RSIは37.92で前日40.51から低下、30の売られすぎ圏に接近。MACDはMACD値-848.49、シグナル線-572.29、ヒストグラム-276.19でヒストグラムマイナス幅は再拡大。ストキャスティクスは%K 9.73、%D 29.43で完全に売られすぎ圏。一目均衡表は雲ベアリッシュ・雲下(below)位置継続。
■ ボリンジャーバンドとボラティリティ
上限56,456.42円、中央線53,760.28円、下限51,064.15円、バンド幅10.03%。当日終値51,063円はボリンジャー下限51,064円のすぐ下に位置、-2σをほぼ完全に下抜け(差わずか0.4円)。バンド幅は11.10%→10.03%にさらに縮小、ボラティリティ収束顕著。
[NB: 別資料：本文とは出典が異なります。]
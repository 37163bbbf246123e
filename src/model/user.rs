//! User domain models and the per-request identity context.
//!
//! Provides the stored user model, the upsert parameters used by the login
//! flow, and `CurrentUser`: the identity context resolved once per request
//! and passed explicitly to services so no role or whitelist state ever
//! lives in process-wide mutable state.

use std::{fmt, str::FromStr};

use chrono::{DateTime, Utc};
use serde::{Deserialize, Serialize};
use utoipa::ToSchema;

use crate::{
    error::{internal::InternalError, AppError},
    util::parse::parse_u64_from_string,
};

/// User roles, stored and serialized uppercase (`NORMAL`, `ADMIN`).
#[derive(Debug, Clone, Copy, PartialEq, Eq, Serialize, Deserialize, ToSchema)]
#[serde(rename_all = "UPPERCASE")]
pub enum Role {
    Normal,
    Admin,
}

impl Role {
    pub fn as_str(&self) -> &'static str {
        match self {
            Role::Normal => "NORMAL",
            Role::Admin => "ADMIN",
        }
    }
}

impl fmt::Display for Role {
    fn fmt(&self, f: &mut fmt::Formatter<'_>) -> fmt::Result {
        f.write_str(self.as_str())
    }
}

impl FromStr for Role {
    type Err = InternalError;

    fn from_str(value: &str) -> Result<Self, Self::Err> {
        match value {
            "NORMAL" => Ok(Role::Normal),
            "ADMIN" => Ok(Role::Admin),
            _ => Err(InternalError::UnknownRole {
                value: value.to_string(),
            }),
        }
    }
}

/// A registered portal user, created on first successful Steam login.
#[derive(Debug, Clone, PartialEq)]
pub struct User {
    /// SteamID64 of the user.
    pub steam_id: u64,
    /// Steam persona name, refreshed on every login.
    pub name: String,
    /// Steam avatar URL, refreshed on every login.
    pub avatar: String,
    pub role: Role,
    pub created_at: DateTime<Utc>,
    pub last_login_at: DateTime<Utc>,
}

impl User {
    /// Converts an entity model to a user domain model at the repository boundary.
    ///
    /// # Returns
    /// - `Ok(User)` - The converted user domain model
    /// - `Err(AppError::InternalErr)` - The stored steam id or role column
    ///   failed to parse
    pub fn from_entity(entity: entity::user::Model) -> Result<Self, AppError> {
        let steam_id = parse_u64_from_string(entity.steam_id)?;
        let role = Role::from_str(&entity.role)?;

        Ok(Self {
            steam_id,
            name: entity.name,
            avatar: entity.avatar,
            role,
            created_at: entity.created_at,
            last_login_at: entity.last_login_at,
        })
    }

    /// Converts the user domain model to a DTO for API responses.
    pub fn into_dto(self) -> UserDto {
        UserDto {
            steam_id: self.steam_id,
            name: self.name,
            avatar: self.avatar,
            role: self.role,
            created_at: self.created_at,
            last_login_at: self.last_login_at,
        }
    }
}

/// Parameters for upserting a user during login.
///
/// An insert uses `role_on_create`; an existing user keeps their stored role
/// and only the profile fields and last-login timestamp are refreshed.
#[derive(Debug, Clone)]
pub struct UpsertUserParam {
    pub steam_id: u64,
    pub name: String,
    pub avatar: String,
    pub role_on_create: Role,
}

/// The identity context attached to a request.
///
/// Recomputed by the auth guard on every request so role changes and fresh
/// whitelist approvals take effect without re-login.
#[derive(Debug, Clone, PartialEq)]
pub struct CurrentUser {
    pub steam_id: u64,
    pub name: String,
    pub avatar: String,
    pub role: Role,
    /// True iff a whitelist application with status `GODKENDT` exists for
    /// this user.
    pub whitelisted: bool,
}

impl CurrentUser {
    pub fn is_admin(&self) -> bool {
        self.role == Role::Admin
    }

    pub fn into_dto(self) -> CurrentUserDto {
        CurrentUserDto {
            steam_id: self.steam_id,
            name: self.name,
            avatar: self.avatar,
            role: self.role,
            whitelisted: self.whitelisted,
        }
    }
}

#[derive(Debug, Clone, Serialize, Deserialize, ToSchema)]
pub struct UserDto {
    pub steam_id: u64,
    pub name: String,
    pub avatar: String,
    pub role: Role,
    pub created_at: DateTime<Utc>,
    pub last_login_at: DateTime<Utc>,
}

#[derive(Debug, Clone, Serialize, Deserialize, ToSchema)]
pub struct CurrentUserDto {
    pub steam_id: u64,
    pub name: String,
    pub avatar: String,
    pub role: Role,
    pub whitelisted: bool,
}

#[derive(Debug, Clone, Serialize, Deserialize, ToSchema)]
pub struct SetRoleDto {
    pub role: Role,
}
■ チャートパターン分析:毛抜き底(Tweezer Bottom)
本日のロウソク足は3/30との「毛抜き底(Tweezer Bottom)」の典型形を形成しました。条件は①下落トレンド後の底値圏出現、②前日と当日の安値がほぼ同水準(差1%以内が目安)、③反転示唆、の3つ。本ケースでは①3/19以降の下落で-3,724円の急落後の底値圏 ✓、②3/30安値50,566.99円・3/31安値50,558.91円の差わずか8.08円(0.016%) ✓、③売られすぎ圏での出現で反転示唆 ✓。Bulkowskiの統計では毛抜き底の反転継続率は約60-65%とされ、特にRSI・ストキャスティクスの売られすぎ圏での出現は信頼性が高まります。Chart Masterのパターン詳細ページでは毛抜き底と毛抜き天井の見分け方を学べます。
■ サポートライン・レジスタンスライン

直近60日のレンジは安値50,198.97円〜高値59,332.43円。当日終値の位置は9.47%とレンジ最下部。上値抵抗は52,169円(当日高値)、SMA5 52,735円、SMA75 53,492円、SMA25 54,670円。下値支持は50,558円(当日安値兼3/30との毛抜き底)、ボリンジャー下限51,064円、心理節目50,000円・48,643円(直近60日安値)。
■ 出来高と市場センチメント
当日の出来高は約1億7,450万株、20日平均比1.07倍と若干増加(normal判定)。毛抜き底に出来高拡大が望ましいところ、現状は穏やか。マルチタイムフレームは日足uptrend/週足uptrend/月足uptrend継続。月末・月初を挟むタイミングでの底入れシグナル出現は時期的にも重要な意味を持ちます。
■ 注目材料と市場環境
月末・四半期末でリバランス売買が一巡する局面。海外市場の動向、為替方向感、米国主要指数の動きが翌月初の方向性を左右します。毛抜き底+売られすぎ圏+ボリンジャー下限到達の複合シグナルは、技術的な底入れ近接の可能性が高い局面です。
■ 今後の見通しとシナリオ
強気シナリオ:52,169円(当日高値)+SMA5 52,735円上抜けで毛抜き底確認の反発本格化、SMA75 53,492円→SMA25 54,670円→心理節目55,000円が次のターゲット。三空(下げ)累積後の反発で「三空踏み上げ」シナリオの可能性。弱気シナリオ:50,558円(毛抜き底ライン)割れで反転シグナル無効化、心理節目50,000円→直近60日安値48,643円試し。中立シナリオ:50,500〜52,200円のレンジで底入れ確認。
■ まとめ
3月31日は3/30との毛抜き底+売られすぎ圏複合シグナルで月末の反転示唆点灯。注目水準は上値52,169円・SMA5 52,735円、下値50,558円(毛抜き底)・50,000円。4月入りの反発確認シグナル出現が期待される重要日です。
※本記事はテクニカル分析に基づく情報提供を目的としており、特定の銘柄の売買を推奨するものではありません。投資判断はご自身の責任で行ってください。